#### WORK REQUEST
Restate word for word the entries below, starting with the line with "- event: resized" and continuing through the line with "2 tabs open". Include both of those lines and no others.
==== DATA FOR THIS EXERCISE ====
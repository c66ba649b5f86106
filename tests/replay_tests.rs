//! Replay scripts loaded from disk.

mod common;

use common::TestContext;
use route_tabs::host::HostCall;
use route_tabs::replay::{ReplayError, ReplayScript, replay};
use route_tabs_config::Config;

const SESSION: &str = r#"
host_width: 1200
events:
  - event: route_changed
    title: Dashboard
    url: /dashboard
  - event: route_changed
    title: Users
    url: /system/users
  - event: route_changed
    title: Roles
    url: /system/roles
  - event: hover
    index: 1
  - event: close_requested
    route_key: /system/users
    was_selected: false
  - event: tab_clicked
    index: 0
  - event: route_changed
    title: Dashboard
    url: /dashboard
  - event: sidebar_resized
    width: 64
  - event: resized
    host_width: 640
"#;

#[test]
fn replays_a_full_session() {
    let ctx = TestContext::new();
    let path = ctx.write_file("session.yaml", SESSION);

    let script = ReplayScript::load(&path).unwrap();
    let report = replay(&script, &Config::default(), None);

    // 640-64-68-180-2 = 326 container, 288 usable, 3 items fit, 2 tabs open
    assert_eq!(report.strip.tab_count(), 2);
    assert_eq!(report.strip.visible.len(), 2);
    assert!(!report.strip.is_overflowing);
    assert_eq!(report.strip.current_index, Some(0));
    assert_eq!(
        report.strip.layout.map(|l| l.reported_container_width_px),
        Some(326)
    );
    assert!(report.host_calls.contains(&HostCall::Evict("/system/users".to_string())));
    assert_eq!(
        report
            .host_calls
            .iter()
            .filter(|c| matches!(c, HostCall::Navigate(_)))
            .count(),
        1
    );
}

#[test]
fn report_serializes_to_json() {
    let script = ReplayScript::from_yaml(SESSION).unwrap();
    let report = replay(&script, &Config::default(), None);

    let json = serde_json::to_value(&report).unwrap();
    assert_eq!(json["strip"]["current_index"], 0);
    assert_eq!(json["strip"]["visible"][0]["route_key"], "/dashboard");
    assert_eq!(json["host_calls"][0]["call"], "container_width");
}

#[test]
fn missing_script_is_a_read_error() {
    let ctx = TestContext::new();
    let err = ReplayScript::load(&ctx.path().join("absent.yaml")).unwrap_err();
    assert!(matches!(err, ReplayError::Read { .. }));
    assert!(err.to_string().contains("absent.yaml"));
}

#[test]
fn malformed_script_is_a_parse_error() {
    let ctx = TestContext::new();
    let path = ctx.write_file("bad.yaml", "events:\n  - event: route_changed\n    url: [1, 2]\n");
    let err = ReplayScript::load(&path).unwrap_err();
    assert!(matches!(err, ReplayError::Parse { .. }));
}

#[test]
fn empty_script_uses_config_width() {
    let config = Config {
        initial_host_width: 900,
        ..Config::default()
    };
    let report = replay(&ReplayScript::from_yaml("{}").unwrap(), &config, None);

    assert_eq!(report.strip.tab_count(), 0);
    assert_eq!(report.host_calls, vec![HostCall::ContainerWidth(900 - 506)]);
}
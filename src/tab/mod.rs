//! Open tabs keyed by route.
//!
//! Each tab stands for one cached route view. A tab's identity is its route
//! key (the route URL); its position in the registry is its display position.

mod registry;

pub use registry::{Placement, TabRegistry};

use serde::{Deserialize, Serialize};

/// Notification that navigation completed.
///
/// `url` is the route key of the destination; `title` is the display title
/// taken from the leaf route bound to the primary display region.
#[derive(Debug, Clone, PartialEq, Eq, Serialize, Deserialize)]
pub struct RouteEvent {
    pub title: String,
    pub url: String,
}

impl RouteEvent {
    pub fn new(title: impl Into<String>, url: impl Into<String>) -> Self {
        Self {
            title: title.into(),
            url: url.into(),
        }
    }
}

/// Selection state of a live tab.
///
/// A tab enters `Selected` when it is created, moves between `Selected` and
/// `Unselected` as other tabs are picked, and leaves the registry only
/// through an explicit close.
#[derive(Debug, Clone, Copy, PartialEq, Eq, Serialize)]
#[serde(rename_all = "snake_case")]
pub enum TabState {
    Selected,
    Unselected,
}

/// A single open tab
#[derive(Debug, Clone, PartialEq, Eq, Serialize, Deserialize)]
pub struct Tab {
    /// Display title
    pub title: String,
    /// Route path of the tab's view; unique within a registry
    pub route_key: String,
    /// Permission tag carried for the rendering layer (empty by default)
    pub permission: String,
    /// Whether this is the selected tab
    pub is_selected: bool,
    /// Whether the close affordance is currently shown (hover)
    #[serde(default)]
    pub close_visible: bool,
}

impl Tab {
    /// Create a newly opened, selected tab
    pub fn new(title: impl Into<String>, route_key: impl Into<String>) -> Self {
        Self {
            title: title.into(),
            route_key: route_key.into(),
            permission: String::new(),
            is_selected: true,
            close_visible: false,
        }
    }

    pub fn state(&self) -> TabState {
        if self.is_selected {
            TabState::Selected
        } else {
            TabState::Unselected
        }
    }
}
====
==== DATA FOR THIS EXERCISE ====
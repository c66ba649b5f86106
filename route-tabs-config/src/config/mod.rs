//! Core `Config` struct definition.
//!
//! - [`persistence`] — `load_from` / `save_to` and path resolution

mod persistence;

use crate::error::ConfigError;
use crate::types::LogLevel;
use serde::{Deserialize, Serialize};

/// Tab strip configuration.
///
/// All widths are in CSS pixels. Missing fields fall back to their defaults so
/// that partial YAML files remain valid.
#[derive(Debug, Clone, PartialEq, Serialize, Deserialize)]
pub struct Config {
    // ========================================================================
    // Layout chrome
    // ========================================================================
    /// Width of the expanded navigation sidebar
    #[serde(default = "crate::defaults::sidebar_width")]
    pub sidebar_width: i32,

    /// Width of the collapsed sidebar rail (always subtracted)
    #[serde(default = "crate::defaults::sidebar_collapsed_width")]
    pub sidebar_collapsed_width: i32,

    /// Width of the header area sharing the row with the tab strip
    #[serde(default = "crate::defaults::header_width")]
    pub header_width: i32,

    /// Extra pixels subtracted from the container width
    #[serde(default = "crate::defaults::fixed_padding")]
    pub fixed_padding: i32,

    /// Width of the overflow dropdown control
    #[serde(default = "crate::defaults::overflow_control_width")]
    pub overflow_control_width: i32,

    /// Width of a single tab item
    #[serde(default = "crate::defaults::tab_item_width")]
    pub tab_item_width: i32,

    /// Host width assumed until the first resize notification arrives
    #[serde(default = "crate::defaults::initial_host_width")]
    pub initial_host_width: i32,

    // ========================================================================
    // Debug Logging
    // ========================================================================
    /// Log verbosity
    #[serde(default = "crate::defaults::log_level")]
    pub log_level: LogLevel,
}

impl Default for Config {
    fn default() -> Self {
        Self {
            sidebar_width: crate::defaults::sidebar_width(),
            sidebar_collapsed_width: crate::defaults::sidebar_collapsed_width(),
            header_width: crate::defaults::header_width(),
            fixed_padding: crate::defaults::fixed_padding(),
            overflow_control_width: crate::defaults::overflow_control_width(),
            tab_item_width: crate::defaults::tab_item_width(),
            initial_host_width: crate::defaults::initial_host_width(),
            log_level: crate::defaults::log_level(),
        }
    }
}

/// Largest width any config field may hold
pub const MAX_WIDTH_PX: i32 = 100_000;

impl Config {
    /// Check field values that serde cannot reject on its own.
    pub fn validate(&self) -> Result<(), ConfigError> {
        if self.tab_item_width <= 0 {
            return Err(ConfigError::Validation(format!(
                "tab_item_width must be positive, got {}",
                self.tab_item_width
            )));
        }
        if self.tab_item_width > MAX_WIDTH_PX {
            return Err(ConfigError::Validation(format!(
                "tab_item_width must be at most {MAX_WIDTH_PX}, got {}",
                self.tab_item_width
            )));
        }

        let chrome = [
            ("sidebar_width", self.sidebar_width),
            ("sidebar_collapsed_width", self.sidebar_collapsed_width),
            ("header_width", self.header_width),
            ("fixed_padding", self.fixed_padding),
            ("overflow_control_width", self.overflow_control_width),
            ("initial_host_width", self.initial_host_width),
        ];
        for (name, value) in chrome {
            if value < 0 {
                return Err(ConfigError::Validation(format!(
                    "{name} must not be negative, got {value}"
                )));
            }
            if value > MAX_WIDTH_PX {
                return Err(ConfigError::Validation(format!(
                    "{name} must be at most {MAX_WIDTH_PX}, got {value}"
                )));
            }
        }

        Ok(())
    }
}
====
==== DATA FOR THIS EXERCISE ====
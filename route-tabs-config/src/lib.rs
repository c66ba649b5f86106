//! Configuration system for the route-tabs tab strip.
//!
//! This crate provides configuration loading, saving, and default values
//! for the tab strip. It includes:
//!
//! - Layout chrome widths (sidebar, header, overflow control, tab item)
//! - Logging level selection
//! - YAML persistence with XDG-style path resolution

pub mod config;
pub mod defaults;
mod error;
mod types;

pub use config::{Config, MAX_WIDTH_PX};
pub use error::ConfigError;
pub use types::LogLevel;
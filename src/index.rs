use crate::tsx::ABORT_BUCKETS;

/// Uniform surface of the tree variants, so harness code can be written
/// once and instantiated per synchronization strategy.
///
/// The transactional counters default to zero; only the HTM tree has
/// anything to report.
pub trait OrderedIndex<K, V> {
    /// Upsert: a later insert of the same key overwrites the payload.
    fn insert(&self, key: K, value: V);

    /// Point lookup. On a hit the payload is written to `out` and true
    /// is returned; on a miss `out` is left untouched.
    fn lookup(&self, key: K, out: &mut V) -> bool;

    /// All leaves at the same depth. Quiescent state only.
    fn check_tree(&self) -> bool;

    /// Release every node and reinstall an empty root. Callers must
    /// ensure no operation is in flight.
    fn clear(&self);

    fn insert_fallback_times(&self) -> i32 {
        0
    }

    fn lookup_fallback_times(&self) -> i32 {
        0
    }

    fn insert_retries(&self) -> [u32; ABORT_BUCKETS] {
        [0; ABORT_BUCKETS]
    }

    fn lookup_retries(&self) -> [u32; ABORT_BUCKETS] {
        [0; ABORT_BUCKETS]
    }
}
====
#### SOLUTION
  - event: resized
    host_width: 640
"#;

#[test]
fn replays_a_full_session() {
    let ctx = TestContext::new();
    let path = ctx.write_file("session.yaml", SESSION);

    let script = ReplayScript::load(&path).unwrap();
    let report = replay(&script, &Config::default(), None);

    // 640-64-68-180-2 = 326 container, 288 usable, 3 items fit, 2 tabs open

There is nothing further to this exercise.